[Dataset entries]
Segment Open
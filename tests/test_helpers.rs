// ==========================================
// 测试辅助函数
// ==========================================
// 职责: 提供测试所需的数据库初始化、基础数据写入等功能
// ==========================================

#![allow(dead_code)]

use lmis_logistics::config::AppConfig;
use lmis_logistics::{AppState, Distribution, Facility};
use std::error::Error;
use tempfile::NamedTempFile;

/// 创建临时测试数据库并初始化 AppState
///
/// # 返回
/// - NamedTempFile: 临时数据库文件（需要保持存活）
/// - AppState: 基于该文件的应用状态
pub fn create_test_state() -> Result<(NamedTempFile, AppState), Box<dyn Error>> {
    let temp_file = NamedTempFile::new()?;
    let db_path = temp_file.path().to_str().unwrap().to_string();

    let config = AppConfig {
        db_path,
        busy_timeout_ms: 1_000,
        log_filter: "debug".to_string(),
        log_json: false,
    };
    let state = AppState::new(&config)?;

    Ok((temp_file, state))
}

/// 写入一个机构和一个 INITIATED 配送
///
/// # 返回
/// (facility_id, distribution_id)
pub fn seed_facility_and_distribution(state: &AppState, facility_code: &str) -> (i64, i64) {
    let facility_id = state
        .facility_repo
        .insert(&Facility::new(facility_code, format!("{} 诊所", facility_code)))
        .unwrap();
    let distribution_id = state
        .distribution_repo
        .insert(&Distribution::initiated(1, 1, facility_id).with_audit(1))
        .unwrap();
    (facility_id, distribution_id)
}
Segment Closed
[Work instruction] Check every line of the records above for the string "config". Copy those that hold it.

[Output for this exercise]
use lmis_logistics::config::AppConfig;
    let config = AppConfig {
    let state = AppState::new(&config)?;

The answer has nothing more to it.